Data to examine section start
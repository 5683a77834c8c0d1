//! Ruleset and Rules decoding
//!
//! A ruleset accepts two shapes at once. The simple shape puts rule types
//! straight under `ruleset:`, the advanced shape nests them under `if:` and
//! `unless:`. Both are decoded from the same node and merged, so
//!
//! ```yaml
//! ruleset:
//!   branch: main
//! ```
//!
//! and
//!
//! ```yaml
//! ruleset:
//!   if:
//!     branch: main
//! ```
//!
//! produce the same ruleset.

use serde::de::{self, Deserializer};
use serde::{Deserialize, Serialize};

use crate::constants::{
    EVENT_COMMENT, EVENT_COMMENT_CREATED, EVENT_COMMENT_EDITED, EVENT_DEPLOY,
    EVENT_DEPLOY_CREATED, EVENT_PULL, EVENT_PULL_OPENED, EVENT_PULL_REOPENED,
    EVENT_PULL_SYNCHRONIZE, MATCHER_FILEPATH, OPERATOR_AND,
};
use crate::raw;

/// Conditional execution gate attached to a step
#[derive(Debug, Clone, Default, PartialEq, Eq, Serialize)]
pub struct Ruleset {
    #[serde(rename = "if", skip_serializing_if = "Rules::is_empty")]
    pub if_: Rules,
    /// `None` when the document has no `unless` block at all
    #[serde(skip_serializing_if = "Option::is_none")]
    pub unless: Option<Rules>,
    #[serde(skip_serializing_if = "String::is_empty")]
    pub matcher: String,
    #[serde(skip_serializing_if = "String::is_empty")]
    pub operator: String,
    #[serde(rename = "continue", skip_serializing_if = "std::ops::Not::not")]
    pub continue_: bool,
}

/// A set of match conditions
#[derive(Debug, Clone, Default, PartialEq, Eq, Serialize)]
pub struct Rules {
    #[serde(skip_serializing_if = "Vec::is_empty")]
    pub branch: Vec<String>,
    #[serde(skip_serializing_if = "Vec::is_empty")]
    pub comment: Vec<String>,
    #[serde(skip_serializing_if = "Vec::is_empty")]
    pub event: Vec<String>,
    #[serde(skip_serializing_if = "Vec::is_empty")]
    pub path: Vec<String>,
    #[serde(skip_serializing_if = "Vec::is_empty")]
    pub repo: Vec<String>,
    #[serde(skip_serializing_if = "Vec::is_empty")]
    pub status: Vec<String>,
    #[serde(skip_serializing_if = "Vec::is_empty")]
    pub tag: Vec<String>,
    #[serde(skip_serializing_if = "Vec::is_empty")]
    pub target: Vec<String>,
    #[serde(skip_serializing_if = "Vec::is_empty")]
    pub label: Vec<String>,
    #[serde(skip_serializing_if = "Vec::is_empty")]
    pub instance: Vec<String>,
    #[serde(skip_serializing_if = "Vec::is_empty")]
    pub operation: Vec<String>,
    #[serde(skip_serializing_if = "String::is_empty")]
    pub eval: String,
    #[serde(skip_serializing_if = "String::is_empty")]
    pub matcher: String,
    #[serde(skip_serializing_if = "String::is_empty")]
    pub operator: String,
}

impl Rules {
    /// True when no match condition is set (matcher and operator are ignored)
    pub fn is_empty(&self) -> bool {
        self.branch.is_empty()
            && self.comment.is_empty()
            && self.event.is_empty()
            && self.path.is_empty()
            && self.repo.is_empty()
            && self.status.is_empty()
            && self.tag.is_empty()
            && self.target.is_empty()
            && self.label.is_empty()
            && self.instance.is_empty()
            && self.operation.is_empty()
            && self.eval.is_empty()
    }

    /// Append every rule type of `other` onto this set; a non-empty `eval` replaces ours
    fn absorb(&mut self, other: Rules) {
        self.branch.extend(other.branch);
        self.comment.extend(other.comment);
        self.event.extend(other.event);
        self.path.extend(other.path);
        self.repo.extend(other.repo);
        self.status.extend(other.status);
        self.tag.extend(other.tag);
        self.target.extend(other.target);
        self.label.extend(other.label);
        self.instance.extend(other.instance);
        self.operation.extend(other.operation);

        if !other.eval.is_empty() {
            self.eval = other.eval;
        }
    }

    fn inherit(&mut self, matcher: &str, operator: &str) {
        if self.matcher.is_empty() {
            self.matcher = matcher.to_string();
        }
        if self.operator.is_empty() {
            self.operator = operator.to_string();
        }
    }
}

/// Expand legacy event names into their action-qualified forms
pub fn expand_events(events: Vec<String>) -> Vec<String> {
    let mut expanded = Vec::with_capacity(events.len());

    for event in events {
        match event.as_str() {
            EVENT_PULL => expanded.extend(
                [EVENT_PULL_OPENED, EVENT_PULL_SYNCHRONIZE, EVENT_PULL_REOPENED]
                    .map(String::from),
            ),
            EVENT_DEPLOY => expanded.push(EVENT_DEPLOY_CREATED.to_string()),
            EVENT_COMMENT => {
                expanded.extend([EVENT_COMMENT_CREATED, EVENT_COMMENT_EDITED].map(String::from))
            }
            _ => expanded.push(event),
        }
    }

    expanded
}

/// Event names that are expanded at parse time
pub fn is_legacy_event(event: &str) -> bool {
    matches!(event, EVENT_PULL | EVENT_DEPLOY | EVENT_COMMENT)
}

#[derive(Deserialize)]
struct RawRules {
    #[serde(default, deserialize_with = "raw::rule_values")]
    branch: Vec<String>,
    #[serde(default, deserialize_with = "raw::rule_values")]
    comment: Vec<String>,
    #[serde(default, deserialize_with = "raw::rule_values")]
    event: Vec<String>,
    #[serde(default, deserialize_with = "raw::rule_values")]
    path: Vec<String>,
    #[serde(default, deserialize_with = "raw::rule_values")]
    repo: Vec<String>,
    #[serde(default, deserialize_with = "raw::rule_values")]
    status: Vec<String>,
    #[serde(default, deserialize_with = "raw::rule_values")]
    tag: Vec<String>,
    #[serde(default, deserialize_with = "raw::rule_values")]
    target: Vec<String>,
    #[serde(default, deserialize_with = "raw::rule_values")]
    label: Vec<String>,
    #[serde(default, deserialize_with = "raw::rule_values")]
    instance: Vec<String>,
    #[serde(default, deserialize_with = "raw::rule_values")]
    operation: Vec<String>,
    #[serde(default)]
    eval: String,
    #[serde(default)]
    matcher: String,
    #[serde(default)]
    operator: String,
}

impl<'de> Deserialize<'de> for Rules {
    fn deserialize<D: Deserializer<'de>>(deserializer: D) -> Result<Self, D::Error> {
        let raw = Option::<RawRules>::deserialize(deserializer)?;
        let Some(raw) = raw else {
            return Ok(Rules::default());
        };

        Ok(Rules {
            branch: raw.branch,
            comment: raw.comment,
            event: expand_events(raw.event),
            path: raw.path,
            repo: raw.repo,
            status: raw.status,
            tag: raw.tag,
            target: raw.target,
            label: raw.label,
            instance: raw.instance,
            operation: raw.operation,
            eval: raw.eval,
            matcher: raw.matcher,
            operator: raw.operator,
        })
    }
}

#[derive(Deserialize)]
struct AdvancedRuleset {
    #[serde(default, rename = "if")]
    if_: Rules,
    #[serde(default)]
    unless: Option<Rules>,
    #[serde(default)]
    matcher: String,
    #[serde(default)]
    operator: String,
    #[serde(default, rename = "continue")]
    continue_: bool,
}

impl Ruleset {
    /// True when the ruleset places no constraint on the step
    pub fn is_empty(&self) -> bool {
        self.if_.is_empty() && self.unless.is_none() && !self.continue_
    }

    fn from_forms(simple: Rules, advanced: AdvancedRuleset) -> Self {
        let mut ruleset = Ruleset {
            if_: advanced.if_,
            unless: advanced.unless,
            matcher: advanced.matcher,
            operator: advanced.operator,
            continue_: advanced.continue_,
        };

        if ruleset.matcher.is_empty() {
            ruleset.matcher = MATCHER_FILEPATH.to_string();
        }
        if ruleset.operator.is_empty() {
            ruleset.operator = OPERATOR_AND.to_string();
        }

        ruleset.if_.absorb(simple);
        ruleset.if_.inherit(&ruleset.matcher, &ruleset.operator);
        if let Some(unless) = ruleset.unless.as_mut() {
            unless.inherit(&ruleset.matcher, &ruleset.operator);
        }

        // matcher and operator only live on the rules from here on
        ruleset.matcher.clear();
        ruleset.operator.clear();

        ruleset
    }
}

impl<'de> Deserialize<'de> for Ruleset {
    fn deserialize<D: Deserializer<'de>>(deserializer: D) -> Result<Self, D::Error> {
        let mut node = serde_yaml::Value::deserialize(deserializer)?;
        if node.is_null() {
            node = serde_yaml::Value::Mapping(serde_yaml::Mapping::new());
        }

        let simple: Rules = serde_yaml::from_value(node.clone()).map_err(de::Error::custom)?;
        let advanced: AdvancedRuleset = serde_yaml::from_value(node).map_err(de::Error::custom)?;

        Ok(Ruleset::from_forms(simple, advanced))
    }
}

#[cfg(test)]
mod tests {
    use super::*;

    fn parse(yaml: &str) -> Ruleset {
        serde_yaml::from_str(yaml).unwrap()
    }

    fn strings(values: &[&str]) -> Vec<String> {
        values.iter().map(|v| v.to_string()).collect()
    }

    #[test]
    fn test_simple_and_advanced_forms_match() {
        let simple = parse("branch: [main]");
        let advanced = parse("if:\n  branch: [main]");

        assert_eq!(simple, advanced);
        assert_eq!(simple.if_.branch, strings(&["main"]));
        assert_eq!(simple.if_.matcher, MATCHER_FILEPATH);
        assert_eq!(simple.if_.operator, OPERATOR_AND);
        assert!(simple.matcher.is_empty());
        assert!(simple.operator.is_empty());
        assert_eq!(simple.unless, None);
    }

    #[test]
    fn test_simple_values_append_onto_if() {
        let ruleset = parse(
            r#"
branch: dev
event: push
if:
  branch: main
"#,
        );

        assert_eq!(ruleset.if_.branch, strings(&["main", "dev"]));
        assert_eq!(ruleset.if_.event, strings(&["push"]));
    }

    #[test]
    fn test_simple_eval_overwrites() {
        let ruleset = parse(
            r#"
eval: "VELA_BUILD_AUTHOR == 'octocat'"
if:
  eval: "VELA_BUILD_NUMBER > 1"
"#,
        );

        assert_eq!(ruleset.if_.eval, "VELA_BUILD_AUTHOR == 'octocat'");
    }

    #[test]
    fn test_ruleset_level_defaults_propagate() {
        let ruleset = parse(
            r#"
matcher: regexp
operator: or
if:
  branch: main
unless:
  event: tag
"#,
        );

        assert_eq!(ruleset.if_.matcher, "regexp");
        assert_eq!(ruleset.if_.operator, "or");
        let unless = ruleset.unless.unwrap();
        assert_eq!(unless.matcher, "regexp");
        assert_eq!(unless.operator, "or");
        assert_eq!(unless.event, strings(&["tag"]));
        assert!(ruleset.matcher.is_empty());
    }

    #[test]
    fn test_rule_level_matcher_is_authoritative() {
        let ruleset = parse(
            r#"
matcher: regexp
if:
  branch: main
  matcher: filepath
  operator: or
"#,
        );

        assert_eq!(ruleset.if_.matcher, "filepath");
        assert_eq!(ruleset.if_.operator, "or");
    }

    #[test]
    fn test_unless_presence_is_preserved() {
        assert_eq!(parse("branch: main").unless, None);

        let explicit = parse("unless: {}");
        let unless = explicit.unless.unwrap();
        assert!(unless.is_empty());
        assert_eq!(unless.matcher, MATCHER_FILEPATH);
    }

    #[test]
    fn test_continue_flag() {
        assert!(parse("continue: true").continue_);
        assert!(!parse("branch: main").continue_);
    }

    #[test]
    fn test_legacy_event_expansion() {
        let rules: Rules = serde_yaml::from_str("event: [pull_request]").unwrap();
        assert_eq!(
            rules.event,
            strings(&[
                "pull_request:opened",
                "pull_request:synchronize",
                "pull_request:reopened"
            ])
        );

        let rules: Rules = serde_yaml::from_str("event: push").unwrap();
        assert_eq!(rules.event, strings(&["push"]));

        let rules: Rules = serde_yaml::from_str("event: [deployment, comment, tag]").unwrap();
        assert_eq!(
            rules.event,
            strings(&[
                "deployment:created",
                "comment:created",
                "comment:edited",
                "tag"
            ])
        );
    }

    #[test]
    fn test_expansion_applies_to_both_forms() {
        let ruleset = parse(
            r#"
event: comment
unless:
  event: deployment
"#,
        );

        assert_eq!(
            ruleset.if_.event,
            strings(&["comment:created", "comment:edited"])
        );
        assert_eq!(
            ruleset.unless.unwrap().event,
            strings(&["deployment:created"])
        );
    }

    #[test]
    fn test_expansion_is_idempotent() {
        let once = expand_events(strings(&["pull_request"]));
        assert_eq!(expand_events(once.clone()), once);
    }

    #[test]
    fn test_float_rule_values() {
        let err = serde_yaml::from_str::<Ruleset>("branch: 2.0").unwrap_err();
        assert!(err.to_string().contains("floating point"), "{}", err);

        assert!(serde_yaml::from_str::<Ruleset>("if: { tag: [v1, 1.10] }").is_err());
        assert!(serde_yaml::from_str::<Ruleset>("unless: { branch: [2.5] }").is_err());

        assert_eq!(parse("tag: '1.10'").if_.tag, strings(&["1.10"]));
    }

    #[test]
    fn test_null_ruleset() {
        let ruleset = parse("~");
        assert!(ruleset.is_empty());
        assert_eq!(ruleset.if_.matcher, MATCHER_FILEPATH);
    }

    #[test]
    fn test_serialized_ruleset_round_trips() {
        let ruleset = parse("branch: main\nevent: pull_request\nunless: { tag: v1 }");
        let yaml = serde_yaml::to_string(&ruleset).unwrap();
        assert_eq!(parse(&yaml), ruleset);
    }
}
//! The pipeline document

use serde::{Deserialize, Serialize};
use std::collections::{BTreeMap, HashSet};

use super::secret::deserialize_secrets;
use super::service::deserialize_services;
use super::stage::{deserialize_stages, serialize_stages};
use super::step::deserialize_steps;
use super::{Rules, Secret, Service, Stage, Step, Template};
use crate::constants::{
    MATCHER_FILEPATH, MATCHER_REGEX, OPERATOR_AND, OPERATOR_OR, PULL_POLICIES,
    SECRET_PULL_BUILD, SECRET_PULL_STEP,
};
use crate::error::{Error, Result};
use crate::raw::{self, Environment};

/// A pipeline as written by users and produced by templates
#[derive(Debug, Clone, Default, PartialEq, Serialize, Deserialize)]
pub struct Build {
    #[serde(
        default,
        deserialize_with = "raw::scalar",
        skip_serializing_if = "String::is_empty"
    )]
    pub version: String,
    #[serde(default, skip_serializing_if = "Metadata::is_empty")]
    pub metadata: Metadata,
    #[serde(
        default,
        deserialize_with = "raw::string_slice_map",
        skip_serializing_if = "BTreeMap::is_empty"
    )]
    pub environment: Environment,
    #[serde(default, skip_serializing_if = "Worker::is_empty")]
    pub worker: Worker,
    #[serde(
        default,
        deserialize_with = "deserialize_secrets",
        skip_serializing_if = "Vec::is_empty"
    )]
    pub secrets: Vec<Secret>,
    #[serde(
        default,
        deserialize_with = "deserialize_services",
        skip_serializing_if = "Vec::is_empty"
    )]
    pub services: Vec<Service>,
    #[serde(
        default,
        deserialize_with = "deserialize_stages",
        serialize_with = "serialize_stages",
        skip_serializing_if = "Vec::is_empty"
    )]
    pub stages: Vec<Stage>,
    #[serde(
        default,
        deserialize_with = "deserialize_steps",
        skip_serializing_if = "Vec::is_empty"
    )]
    pub steps: Vec<Step>,
    #[serde(default, skip_serializing_if = "Vec::is_empty")]
    pub templates: Vec<Template>,
    #[serde(default, skip_serializing_if = "Git::is_empty")]
    pub git: Git,
}

/// Build-level behaviour switches
#[derive(Debug, Clone, Default, PartialEq, Eq, Serialize, Deserialize)]
pub struct Metadata {
    #[serde(default, skip_serializing_if = "std::ops::Not::not")]
    pub template: bool,
    #[serde(default, skip_serializing_if = "Option::is_none")]
    pub clone: Option<bool>,
    #[serde(
        default,
        deserialize_with = "raw::string_slice",
        skip_serializing_if = "Vec::is_empty"
    )]
    pub environment: Vec<String>,
    #[serde(default, skip_serializing_if = "Option::is_none")]
    pub auto_cancel: Option<CancelOptions>,
    #[serde(default, skip_serializing_if = "std::ops::Not::not")]
    pub render_inline: bool,
}

impl Metadata {
    pub fn is_empty(&self) -> bool {
        *self == Metadata::default()
    }
}

/// Auto-cancellation of superseded builds
#[derive(Debug, Clone, Default, PartialEq, Eq, Serialize, Deserialize)]
pub struct CancelOptions {
    #[serde(default, skip_serializing_if = "Option::is_none")]
    pub pending: Option<bool>,
    #[serde(default, skip_serializing_if = "Option::is_none")]
    pub running: Option<bool>,
    #[serde(default, skip_serializing_if = "Option::is_none")]
    pub default_branch: Option<bool>,
}

/// Worker affinity
#[derive(Debug, Clone, Default, PartialEq, Eq, Serialize, Deserialize)]
pub struct Worker {
    #[serde(default, skip_serializing_if = "String::is_empty")]
    pub flavor: String,
    #[serde(default, skip_serializing_if = "String::is_empty")]
    pub platform: String,
    #[serde(default, skip_serializing_if = "String::is_empty")]
    pub runtime: String,
}

impl Worker {
    pub fn is_empty(&self) -> bool {
        self.flavor.is_empty() && self.platform.is_empty() && self.runtime.is_empty()
    }
}

/// Git policy for the clone step
#[derive(Debug, Clone, Default, PartialEq, Eq, Serialize, Deserialize)]
pub struct Git {
    #[serde(default, skip_serializing_if = "Token::is_empty")]
    pub token: Token,
    #[serde(default, skip_serializing_if = "Option::is_none")]
    pub submodules: Option<bool>,
}

impl Git {
    pub fn is_empty(&self) -> bool {
        self.token.is_empty() && self.submodules.is_none()
    }
}

/// Installation token scope
#[derive(Debug, Clone, Default, PartialEq, Eq, Serialize, Deserialize)]
pub struct Token {
    #[serde(
        default,
        deserialize_with = "raw::string_slice",
        skip_serializing_if = "Vec::is_empty"
    )]
    pub repositories: Vec<String>,
    #[serde(default, skip_serializing_if = "BTreeMap::is_empty")]
    pub permissions: BTreeMap<String, String>,
}

impl Token {
    pub fn is_empty(&self) -> bool {
        self.repositories.is_empty() && self.permissions.is_empty()
    }
}

impl Build {
    /// Rename every step to `<prefix>_<name>`
    pub fn prefix_steps(&mut self, prefix: &str) {
        for step in &mut self.steps {
            step.name = format!("{}_{}", prefix, step.name);
        }
    }

    /// Merge a later document into this one
    ///
    /// Lists are appended, the environment is overlaid and the scalar
    /// sections keep the first non-empty value.
    pub fn merge(&mut self, other: Build) {
        if self.version.is_empty() {
            self.version = other.version;
        }
        if self.metadata.is_empty() {
            self.metadata = other.metadata;
        }
        if self.worker.is_empty() {
            self.worker = other.worker;
        }
        if self.git.is_empty() {
            self.git = other.git;
        }

        self.environment.extend(other.environment);
        self.secrets.extend(other.secrets);
        self.services.extend(other.services);
        self.stages.extend(other.stages);
        self.steps.extend(other.steps);
        self.templates.extend(other.templates);
    }

    /// Check the document against its field constraints
    pub fn validate(&self) -> Result<()> {
        if !self.steps.is_empty() && !self.stages.is_empty() {
            return Err(Error::validation(
                "pipeline cannot contain both steps and stages",
            ));
        }

        validate_steps(&self.steps, "pipeline")?;

        let mut stage_names = HashSet::new();
        for stage in &self.stages {
            if !stage_names.insert(stage.name.as_str()) {
                return Err(Error::validation(format!(
                    "duplicate stage name {}",
                    stage.name
                )));
            }
            validate_steps(&stage.steps, &format!("stage {}", stage.name))?;
        }

        let mut service_names = HashSet::new();
        for service in &self.services {
            if service.name.is_empty() {
                return Err(Error::validation("service has no name"));
            }
            if !service_names.insert(service.name.as_str()) {
                return Err(Error::validation(format!(
                    "duplicate service name {}",
                    service.name
                )));
            }
            validate_pull(&service.pull, "service", &service.name)?;
        }

        for secret in &self.secrets {
            if secret.pull != SECRET_PULL_BUILD && secret.pull != SECRET_PULL_STEP {
                return Err(Error::validation(format!(
                    "secret {} has invalid pull value {}: expected {} or {}",
                    secret.name, secret.pull, SECRET_PULL_BUILD, SECRET_PULL_STEP
                )));
            }
            if let Some(origin) = &secret.origin {
                validate_pull(&origin.pull, "secret origin", &origin.name)?;
                validate_rules(&origin.ruleset.if_, "secret origin", &origin.name)?;
                if let Some(unless) = &origin.ruleset.unless {
                    validate_rules(unless, "secret origin", &origin.name)?;
                }
            }
        }

        Ok(())
    }
}

fn validate_steps(steps: &[Step], scope: &str) -> Result<()> {
    let mut names = HashSet::new();

    for step in steps {
        if step.name.is_empty() {
            return Err(Error::validation(format!("{} contains a step with no name", scope)));
        }
        if !names.insert(step.name.as_str()) {
            return Err(Error::validation(format!(
                "{} contains duplicate step name {}",
                scope, step.name
            )));
        }
        if step.image.is_empty() && step.template.name.is_empty() {
            return Err(Error::validation(format!(
                "step {} must define an image or a template",
                step.name
            )));
        }

        validate_pull(&step.pull, "step", &step.name)?;
        validate_rules(&step.ruleset.if_, "step", &step.name)?;
        if let Some(unless) = &step.ruleset.unless {
            validate_rules(unless, "step", &step.name)?;
        }
    }

    Ok(())
}

fn validate_pull(pull: &str, kind: &str, name: &str) -> Result<()> {
    if PULL_POLICIES.contains(&pull) {
        return Ok(());
    }

    Err(Error::validation(format!(
        "{} {} has invalid pull value {}: expected one of {}",
        kind,
        name,
        pull,
        PULL_POLICIES.join(", ")
    )))
}

fn validate_rules(rules: &Rules, kind: &str, name: &str) -> Result<()> {
    if !rules.matcher.is_empty() && rules.matcher != MATCHER_FILEPATH && rules.matcher != MATCHER_REGEX
    {
        return Err(Error::validation(format!(
            "{} {} has invalid ruleset matcher {}: expected {} or {}",
            kind, name, rules.matcher, MATCHER_FILEPATH, MATCHER_REGEX
        )));
    }

    if !rules.operator.is_empty() && rules.operator != OPERATOR_AND && rules.operator != OPERATOR_OR
    {
        return Err(Error::validation(format!(
            "{} {} has invalid ruleset operator {}: expected {} or {}",
            kind, name, rules.operator, OPERATOR_AND, OPERATOR_OR
        )));
    }

    Ok(())
}

#[cfg(test)]
mod tests {
    use super::*;
    use crate::error::ErrorKind;

    fn parse(yaml: &str) -> Build {
        serde_yaml::from_str(yaml).unwrap()
    }

    #[test]
    fn test_parse_full_build() {
        let build = parse(
            r#"
version: "1"
metadata:
  template: false
  clone: false
  auto_cancel:
    running: true
environment:
  GLOBAL: "yes"
worker:
  flavor: large
services:
  - name: postgres
    image: postgres:16
    ports: ["5432:5432"]
steps:
  - name: test
    image: golang
    commands: [go test ./...]
secrets:
  - name: token
templates:
  - name: go
    source: github.com/octocat/templates/go.yml
    type: github
git:
  submodules: true
"#,
        );

        assert_eq!(build.version, "1");
        assert_eq!(build.metadata.clone, Some(false));
        assert_eq!(
            build.metadata.auto_cancel.as_ref().unwrap().running,
            Some(true)
        );
        assert_eq!(build.environment.get("GLOBAL"), Some(&"yes".to_string()));
        assert_eq!(build.worker.flavor, "large");
        assert_eq!(build.services[0].pull, "not_present");
        assert_eq!(build.secrets[0].engine, "native");
        assert_eq!(build.git.submodules, Some(true));
        assert!(build.validate().is_ok());
    }

    #[test]
    fn test_prefix_steps() {
        let mut build = parse("steps: [{name: install, image: a}, {name: test, image: a}]");
        build.prefix_steps("foo");

        let names: Vec<&str> = build.steps.iter().map(|s| s.name.as_str()).collect();
        assert_eq!(names, vec!["foo_install", "foo_test"]);
    }

    #[test]
    fn test_validate_rejects_steps_and_stages() {
        let build = parse(
            r#"
steps: [{name: a, image: alpine}]
stages:
  build:
    steps: [{name: b, image: alpine}]
"#,
        );

        assert_eq!(build.validate().unwrap_err().kind(), ErrorKind::Validation);
    }

    #[test]
    fn test_validate_rejects_duplicate_step_names() {
        let build = parse("steps: [{name: a, image: alpine}, {name: a, image: alpine}]");
        let err = build.validate().unwrap_err();
        assert!(err.to_string().contains("duplicate step name a"));
    }

    #[test]
    fn test_validate_allows_same_step_name_in_different_stages() {
        let build = parse(
            r#"
stages:
  test:
    steps: [{name: run, image: alpine}]
  build:
    steps: [{name: run, image: alpine}]
"#,
        );
        assert!(build.validate().is_ok());
    }

    #[test]
    fn test_validate_rejects_invalid_enums() {
        let build = parse("steps: [{name: a, image: alpine, pull: sometimes}]");
        assert!(build.validate().unwrap_err().to_string().contains("pull"));

        let build = parse("steps: [{name: a, image: alpine, ruleset: {matcher: glob, branch: main}}]");
        assert!(build.validate().unwrap_err().to_string().contains("matcher"));

        let build = parse("steps: [{name: a, image: alpine, ruleset: {if: {operator: xor}}}]");
        assert!(build.validate().unwrap_err().to_string().contains("operator"));

        let build = parse("secrets: [{name: a, pull: never}]");
        assert!(build.validate().is_err());
    }

    #[test]
    fn test_validate_requires_image_or_template() {
        let build = parse("steps: [{name: a}]");
        assert!(build.validate().is_err());

        let build = parse("steps: [{name: a, template: {name: go}}]");
        assert!(build.validate().is_ok());
    }

    #[test]
    fn test_merge_documents() {
        let mut first = parse("version: '1'\nenvironment: {A: '1'}\nsteps: [{name: a, image: x}]");
        let second = parse("version: '2'\nenvironment: {A: '2', B: '3'}\nsteps: [{name: b, image: x}]");

        first.merge(second);

        assert_eq!(first.version, "1");
        assert_eq!(first.environment.get("A"), Some(&"2".to_string()));
        assert_eq!(first.environment.get("B"), Some(&"3".to_string()));
        assert_eq!(first.steps.len(), 2);
    }
}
Data to examine section end
● Your task:
The expected output is every line from the material above where "version" can be found.

● Solution to the problem:
    pub version: String,
        if self.version.is_empty() {
            self.version = other.version;
version: "1"
        assert_eq!(build.version, "1");
        let mut first = parse("version: '1'\nenvironment: {A: '1'}\nsteps: [{name: a, image: x}]");
        let second = parse("version: '2'\nenvironment: {A: '2', B: '3'}\nsteps: [{name: b, image: x}]");
        assert_eq!(first.version, "1");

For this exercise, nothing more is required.